Spokane Valley lawmakers have outlined the framework for a new stakeholder group to help officials determine how much to invest into citywide road maintenance.
As it stands, the Streets Sustainability Committee would have 20 members from different sectors of the community, including business, education, nonprofit and citizen representatives.
Once formed, the city will use the group to help gather public input on the preferred level of street maintenance, associated costs and funding methods, said Adam Jackson, the city’s planning and grants engineer. Jackson said the city also plans to incorporate public workshops and information campaigns.
“It becomes a group message rather than a staff- or council-directed message,” Jackson said. “We’re following the feedback we get from our residents and our businesses.”
Council members were presented Tuesday with the following roster for a 20-member committee:
• Two members for each category representing general business, small businesses, social services/nonprofits and utility companies; three members representing large businesses;
• Three citizen representatives;
• Three representatives from the transportation industry;
• One member each representing schools, hospitals and freight haulers.
Describing the process as “fluid,” however, Jackson said the committee’s makeup is subject to change between now and March 23, the tentative date the City Council is expected to formalize the committee.
In the meantime, the city will seek applications from residents who would like to sit on the committee. More information on the application process is expected to be released within the next few days.
Mayor Ben Wick, who is working with city staff to develop the stakeholder group, said he is hoping the committee can cover a diverse range of viewpoints, from longtime residents to those new to the area.
“Public safety and transportation are our top two priorities of the city,” Wick said in an interview Thursday, “so we’re looking to hear from the city and the citizens to know what type of direction we should be going in.”

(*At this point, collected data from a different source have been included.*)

//! Event endpoint handlers.

use axum::extract::{Query, State};
use axum::Json;
use chrono::{DateTime, Utc};
use serde::Deserialize;

use crate::app::AppState;
use crate::error::ApiError;
use domain::models::{Event, EventType};
use domain::services::EventQuery;

/// Query parameters for listing events.
#[derive(Debug, Deserialize)]
#[serde(rename_all = "camelCase")]
pub struct ListEventsQuery {
    pub device_id: Option<i64>,
    /// Comma-separated event type names.
    #[serde(rename = "type")]
    pub types: Option<String>,
    pub from: Option<DateTime<Utc>>,
    pub to: Option<DateTime<Utc>>,
    pub limit: Option<usize>,
}

/// Historical events with filters.
///
/// GET /api/events?deviceId=..&type=geofenceEnter,geofenceExit&from=..&to=..
pub async fn list(
    State(state): State<AppState>,
    Query(query): Query<ListEventsQuery>,
) -> Result<Json<Vec<Event>>, ApiError> {
    let types = match &query.types {
        Some(names) => {
            let mut types = Vec::new();
            for name in names.split(',').map(str::trim).filter(|s| !s.is_empty()) {
                match EventType::parse(name) {
                    Some(t) => types.push(t),
                    None => {
                        return Err(ApiError::Validation(format!("unknown event type: {}", name)))
                    }
                }
            }
            Some(types)
        }
        None => None,
    };

    let events = state
        .events
        .query(EventQuery {
            device_id: query.device_id,
            types,
            from: query.from,
            to: query.to,
            limit: query.limit,
        })
        .await?;
    Ok(Json(events))
}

The committee represents the city’s latest effort after years of Spokane Valley City Council debate on how to approach road funding.
During Tuesday’s City Council meeting, Councilwoman Linda Thompson questioned whether first responders, including police and fire, should be represented on the committee.
Jackson said public safety representatives could end up with seats as the process develops – though first responders will have input either way.
“As staff, we have more readily available relationships with those agencies and first responders,” Jackson said, “so from a staff and council perspective, it may be easier to gain or obtain their input without their presence on this committee.
“They haven’t been excluded by any means.”
Council members also discussed how the committee would function given that the Greater Spokane Valley Chamber of Commerce is administrating a Regional Transportation Coalition.
Jackson said the chamber will likely be invited in some capacity to have a presence on Spokane Valley’s Streets Sustainability Committee.
Regardless, city officials will keep an eye on the chamber’s initiatives, including talks of a regional transportation benefit district, Deputy City Manager John Hohman told council members Tuesday.
“There’s been other proposals in the past for that, and that may be an option or a direction that the council may want to go into in the future, but we will keep the Spokane Valley-centric focus in our committee and we’ll manage that crossover pretty carefully,” Hohman said. “I want to make sure there’s enough room for both to exist.”